-- Stored data --
=-=-=-=-=

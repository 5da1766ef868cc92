use comfy_table::modifiers::UTF8_ROUND_CORNERS;
use comfy_table::presets::UTF8_FULL;
use comfy_table::{Attribute, Cell, CellAlignment, Color, ContentArrangement, Table};
use console::style;

/// Text styles used across the CLI renderers.
pub enum StyleType {
    Title,
    TotalLabel,
    TotalValue,
    Subtle,
}

/// Applies a consistent style to a string.
pub fn style_text(text: &str, style_type: StyleType) -> String {
    let styled = match style_type {
        StyleType::Title => style(text).bold().underlined(),
        StyleType::TotalLabel => style(text).bold(),
        StyleType::TotalValue => style(text).green().bold(),
        StyleType::Subtle => style(text).dim(),
    };
    styled.to_string()
}

/// Creates a new `comfy_table::Table` with standard styling.
pub fn new_styled_table() -> Table {
    let mut table = Table::new();
    table
        .load_preset(UTF8_FULL)
        .apply_modifier(UTF8_ROUND_CORNERS)
        .set_content_arrangement(ContentArrangement::Dynamic);
    table
}

/// Creates a styled header cell for a table.
pub fn header_cell(text: &str) -> Cell {
    Cell::new(text)
        .fg(Color::Cyan)
        .add_attribute(Attribute::Bold)
}

/// Creates a right-aligned numeric cell.
pub fn amount_cell(text: String) -> Cell {
    Cell::new(text).set_alignment(CellAlignment::Right)
}

/// Creates a cell for a signed amount with color coding.
pub fn pnl_cell(value: f64) -> Cell {
    let text = format!("{value:+.2}");
    if value >= 0.0 {
        Cell::new(text)
            .fg(Color::Green)
            .set_alignment(CellAlignment::Right)
    } else {
        Cell::new(text)
            .fg(Color::Red)
            .set_alignment(CellAlignment::Right)
    }
}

=-=-=-=-=

-- What is required --
Provide only the count of lines above in which the word "TotalValue" occurs.

-- Solution --
2